Advogados dizem que praticamente todas as empresas atingidas têm processos discutindo esse tema. Seja porque entraram com ação de forma preventiva, para evitar autuação fiscal, ou porque não seguiram o cálculo estabelecido pela Receita Federal, foram autuados e recorrem das cobranças.
Os valores envolvidos, segundo os especialistas, costumam ser altos, atingindo a casa de milhões muitas vezes. Eles dizem que houve aumento de imposto com a fórmula instituída pela Receita Federal.
Sustentam que a legislação da época estabelecia uma margem que se iniciava em 60% e cairia conforme se agregasse valor no país. Quanto maior o índice de nacionalização do produto, portanto, menor seria a margem de lucro exigida e tributada.
Já a norma editada pela Receita estabeleceu uma técnica de proporcionalização. Segundo os advogados, passou a exigir que as empresas tivessem margem de 60% também sobre o que agregassem no país.
A 1ª Turma do STJ julgou o tema pela primeira vez nesta semana e deu razão aos contribuintes. Decidiu, por unanimidade, pela ilegalidade da norma. Os ministros entenderam que a Receita Federal extrapolou o que diz a lei.
“Em atenção à separação de poderes não me parece possível que prevaleça regra criada pelo próprio credor, a Receita Federal”, afirmou o ministro Gurgel de Faria (AREsp 511736).
Essa decisão, por ser a primeira da Corte sobre o tema – e em sentido favorável – animou os contribuintes.

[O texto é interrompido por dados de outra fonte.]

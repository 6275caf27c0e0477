//! Coin-flip random-walk sampling

use std::time::{Duration, Instant};

use rand::rngs::SmallRng;
use rand::{Rng, SeedableRng};

use super::{random_node, RunnerStats, SamplingRunner, Window};
use crate::counters::CounterArray;
use crate::graph::{GraphStore, Node};

/// Walks the graph by advancing to a random in-window neighbor of the
/// current node. Each relationship of the current node is offered in turn:
/// a coin flip together with the in-window test either accepts the far end
/// as the next step or passes. When no neighbor is accepted the walk
/// restarts from a fresh random node.
///
/// Every accepted move increments the visited node's counter and the hit
/// count; every relationship inspected, accepted or not, increments the
/// traversal count.
pub struct RandomWalkRunner {
    worker: usize,
    rng: SmallRng,
}

impl RandomWalkRunner {
    pub fn new(worker: usize, seed: u64) -> Self {
        Self {
            worker,
            rng: SmallRng::seed_from_u64(seed),
        }
    }
}

impl SamplingRunner for RandomWalkRunner {
    fn run(
        &mut self,
        store: &dyn GraphStore,
        window: Window,
        counters: &CounterArray,
        budget: Duration,
    ) -> RunnerStats {
        let started = Instant::now();
        let mut stats = RunnerStats::default();
        let mut node = random_node(store, window, &mut self.rng);
        loop {
            let mut moved: Option<Node> = None;
            for relationship in node.relationships() {
                stats.traversed += 1;
                let other = relationship.other_end(node.id);
                if self.rng.random_bool(0.5) && window.contains(other) {
                    if let Some(next) = store.node(other) {
                        counters.increment(other);
                        stats.hits += 1;
                        moved = Some(next);
                        break;
                    }
                }
            }
            node = match moved {
                Some(next) => next,
                None => random_node(store, window, &mut self.rng),
            };
            if started.elapsed() > budget {
                break;
            }
        }
        log::debug!(
            "worker {} walked for {} ms: {} hits, {} traversed",
            self.worker,
            started.elapsed().as_millis(),
            stats.hits,
            stats.traversed
        );
        stats
    }
}

#[cfg(test)]
mod tests {
    use super::*;
    use crate::graph::MemoryGraphStore;

    fn ring(node_count: u64) -> MemoryGraphStore {
        let edges: Vec<_> = (0..node_count).map(|i| (i, (i + 1) % node_count)).collect();
        MemoryGraphStore::from_edges(node_count, &edges)
    }

    #[test]
    fn every_hit_is_one_counter_increment() {
        let store = ring(16);
        let counters = CounterArray::zeroed(16);
        let mut runner = RandomWalkRunner::new(0, 99);
        let stats = runner.run(
            &store,
            Window::new(0, 16),
            &counters,
            Duration::from_millis(20),
        );
        let total: u64 = counters.snapshot().iter().map(|&c| c as u64).sum();
        assert_eq!(total, stats.hits);
        assert!(stats.traversed >= stats.hits);
        assert!(stats.traversed > 0);
    }

    #[test]
    fn never_steps_outside_the_window() {
        // Ring of 12; sample only [4, 8). Moves to 3 or 8 must be refused
        // even though they are direct neighbors of the window edge nodes.
        let store = ring(12);
        let counters = CounterArray::zeroed(12);
        let mut runner = RandomWalkRunner::new(0, 7);
        runner.run(
            &store,
            Window::new(4, 4),
            &counters,
            Duration::from_millis(20),
        );
        let counts = counters.snapshot();
        for (id, &count) in counts.iter().enumerate() {
            if !(4..8).contains(&id) {
                assert_eq!(count, 0, "node {id} outside the window was counted");
            }
        }
    }
}
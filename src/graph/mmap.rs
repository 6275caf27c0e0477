//! Memory-mapped graph store

use std::fs::File;
use std::io::{BufWriter, Write};
use std::path::Path;
use std::sync::Arc;

use anyhow::{bail, Context, Result};
use dashmap::DashMap;
use memmap2::Mmap;

use super::{GraphStore, Node, NodeId, Relationship};

const MAGIC: &[u8; 8] = b"GRSTORE1";
const HEADER_LEN: usize = 8 + 8 + 8;

/// Read-only CSR graph backed by a memory-mapped file, with a node cache
/// the round scheduler clears between rounds.
///
/// Layout: 8-byte magic, node count, edge count, `node_count + 1` offsets,
/// then the edge targets, all u64 little-endian. The file is never loaded
/// wholesale; only cached nodes occupy heap memory.
pub struct MmapGraphStore {
    map: Mmap,
    node_count: u64,
    cache: DashMap<NodeId, Node>,
}

impl MmapGraphStore {
    pub fn open(path: &Path) -> Result<Self> {
        let file =
            File::open(path).with_context(|| format!("opening store {}", path.display()))?;
        let map = unsafe { Mmap::map(&file) }
            .with_context(|| format!("mapping store {}", path.display()))?;
        if map.len() < HEADER_LEN || &map[..8] != MAGIC {
            bail!("{} is not a graph store file", path.display());
        }
        let node_count = read_u64(&map, 8);
        let edge_count = read_u64(&map, 16);
        let expected = HEADER_LEN + (node_count + 1 + edge_count) as usize * 8;
        if map.len() < expected {
            bail!(
                "store {} is truncated: {} bytes, expected {}",
                path.display(),
                map.len(),
                expected
            );
        }
        // The offsets must climb monotonically to exactly edge_count, or
        // materializing a node would slice past the edge array.
        let mut previous = 0u64;
        for index in 0..=node_count {
            let offset = read_u64(&map, HEADER_LEN + index as usize * 8);
            if offset < previous || offset > edge_count {
                bail!(
                    "store {} has a corrupt offset table at node {}",
                    path.display(),
                    index
                );
            }
            previous = offset;
        }
        if previous != edge_count {
            bail!(
                "store {} offset table ends at {}, expected {}",
                path.display(),
                previous,
                edge_count
            );
        }
        Ok(Self {
            map,
            node_count,
            cache: DashMap::new(),
        })
    }

    fn offset(&self, index: u64) -> u64 {
        read_u64(&self.map, HEADER_LEN + index as usize * 8)
    }

    fn edge(&self, index: u64) -> u64 {
        let edges_at = HEADER_LEN + (self.node_count as usize + 1) * 8;
        read_u64(&self.map, edges_at + index as usize * 8)
    }

    fn materialize(&self, id: NodeId) -> Node {
        let start = self.offset(id);
        let end = self.offset(id + 1);
        let relationships: Arc<[Relationship]> = (start..end)
            .map(|e| Relationship {
                start: id,
                end: self.edge(e),
            })
            .collect();
        Node::new(id, relationships)
    }

    pub fn cached_nodes(&self) -> usize {
        self.cache.len()
    }
}

impl GraphStore for MmapGraphStore {
    fn highest_node_id(&self) -> NodeId {
        self.node_count
    }

    fn node(&self, id: NodeId) -> Option<Node> {
        if id >= self.node_count {
            return None;
        }
        if let Some(node) = self.cache.get(&id) {
            return Some(node.clone());
        }
        let node = self.materialize(id);
        self.cache.insert(id, node.clone());
        Some(node)
    }

    fn clear_cache(&self) {
        self.cache.clear();
    }
}

fn read_u64(bytes: &[u8], at: usize) -> u64 {
    let mut raw = [0u8; 8];
    raw.copy_from_slice(&bytes[at..at + 8]);
    u64::from_le_bytes(raw)
}

/// Writes a store file from adjacency lists; list `i` holds the outgoing
/// targets of node `i`. Callers wanting undirected traversal put each edge
/// in both endpoint lists.
pub fn write_store(path: &Path, adjacency: &[Vec<NodeId>]) -> Result<()> {
    let file =
        File::create(path).with_context(|| format!("creating store {}", path.display()))?;
    let mut out = BufWriter::new(file);
    out.write_all(MAGIC)?;
    out.write_all(&(adjacency.len() as u64).to_le_bytes())?;
    let edge_count: u64 = adjacency.iter().map(|list| list.len() as u64).sum();
    out.write_all(&edge_count.to_le_bytes())?;
    let mut offset = 0u64;
    out.write_all(&offset.to_le_bytes())?;
    for list in adjacency {
        offset += list.len() as u64;
        out.write_all(&offset.to_le_bytes())?;
    }
    for list in adjacency {
        for &target in list {
            out.write_all(&target.to_le_bytes())?;
        }
    }
    out.flush()?;
    Ok(())
}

Mas não a ponto de achar que o caso está encerrado. Advogados criaram uma força-tarefa para, agora, tentar convencer os ministros da 2ª Turma a seguirem por esse mesmo caminho.

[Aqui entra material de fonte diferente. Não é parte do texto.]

//! In-memory graph store for tests and small graphs

use std::sync::Arc;

use super::{GraphStore, Node, NodeId, Relationship};

/// Adjacency held entirely in memory. Slots may be empty: an absent id is
/// a normal miss, mirroring stores whose id space has holes.
pub struct MemoryGraphStore {
    slots: Vec<Option<Arc<[Relationship]>>>,
}

impl MemoryGraphStore {
    /// Builds an undirected store: each edge shows up in the relationship
    /// list of both endpoints.
    pub fn from_edges(node_count: u64, edges: &[(NodeId, NodeId)]) -> Self {
        let mut lists: Vec<Vec<Relationship>> = vec![Vec::new(); node_count as usize];
        for &(a, b) in edges {
            let relationship = Relationship { start: a, end: b };
            lists[a as usize].push(relationship);
            if a != b {
                lists[b as usize].push(relationship);
            }
        }
        Self {
            slots: lists.into_iter().map(|list| Some(Arc::from(list))).collect(),
        }
    }

    /// Marks `id` as having no live node behind it.
    pub fn remove(&mut self, id: NodeId) {
        self.slots[id as usize] = None;
    }
}

impl GraphStore for MemoryGraphStore {
    fn highest_node_id(&self) -> NodeId {
        self.slots.len() as NodeId
    }

    fn node(&self, id: NodeId) -> Option<Node> {
        let relationships = self.slots.get(id as usize)?.as_ref()?;
        Some(Node::new(id, Arc::clone(relationships)))
    }

    // Nothing cached, nothing to drop.
    fn clear_cache(&self) {}
}

#[cfg(test)]
mod tests {
    use super::*;

    #[test]
    fn edges_are_visible_from_both_endpoints() {
        let store = MemoryGraphStore::from_edges(3, &[(0, 1), (1, 2)]);
        let middle = store.node(1).unwrap();
        assert_eq!(middle.degree(), 2);
        let neighbors: Vec<_> = middle
            .relationships()
            .iter()
            .map(|r| r.other_end(1))
            .collect();
        assert_eq!(neighbors, vec![0, 2]);
    }

    #[test]
    fn removed_ids_are_normal_misses() {
        let mut store = MemoryGraphStore::from_edges(3, &[(0, 1)]);
        store.remove(2);
        assert!(store.node(2).is_none());
        assert!(store.node(0).is_some());
        assert!(store.node(3).is_none());
        assert_eq!(store.highest_node_id(), 3);
    }
}
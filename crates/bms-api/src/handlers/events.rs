//! Change notifications over Server-Sent Events

use std::convert::Infallible;

use axum::extract::State;
use axum::response::sse::{Event, KeepAlive, Sse};
use futures::Stream;
use tokio_stream::wrappers::BroadcastStream;
use tokio_stream::StreamExt;

use crate::state::AppState;

/// GET /api/v1/events
/// Stream store changes; the SSE event type is the change name
pub async fn stream_events(
    State(state): State<AppState>,
) -> Sse<impl Stream<Item = Result<Event, Infallible>>> {
    let receiver = state.store().subscribe();

    let stream = BroadcastStream::new(receiver).filter_map(|result| match result {
        Ok(change) => Some(Ok::<_, Infallible>(
            Event::default()
                .event(change.name())
                .data(serde_json::to_string(&change).unwrap_or_default()),
        )),
        Err(e) => {
            // Lagged receivers skip what they missed
            tracing::debug!(error = %e, "Event stream lagged");
            None
        }
    });

    Sse::new(stream).keep_alive(KeepAlive::default())
}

Dois dos três recursos que estão na turma têm decisões monocráticas. Foram proferidas pelos ministros Og Fernandes e Assusete Magalhães. Eles não entram no mérito.
Afirmam que os casos exigem análise de disposições de instrução normativa, que não se enquadra no conceito de lei federal e, por esse motivo, não pode ser apreciada no STJ. Suposta ofensa aos princípios da estrita legalidade e da capacidade contributiva, além disso, caberia ao Supremo Tribunal Federal (STF).
A advogada Priscila Faricelli, do escritório Demarest, chama a atenção, no entanto, que o caso julgado pela 1ª Turma nesta semana também tinha decisão monocrática do relator, o ministro Benedito Gonçalves, nesses mesmos termos e que ele voltou atrás.
“Essa era uma posição comum entre os ministros. Mas estamos conseguindo mostrar que trata-se de uma ilegalidade porque os efeitos da instrução normativa superam o que diz a lei”, frisa.
Para a advogada Clarissa Machado, do escritório Trench Rossi Watanabe, além disso, seria difícil direcionar o tema do STJ para o STF. “Só consegue se existir elemento em relação à constitucionalidade. Mas não é tão nítido nem tão provável. A discussão na 1ª Turma, que assistimos nesta semana, foi sobre legalidade e, portanto, a competência para julgar é do STJ.”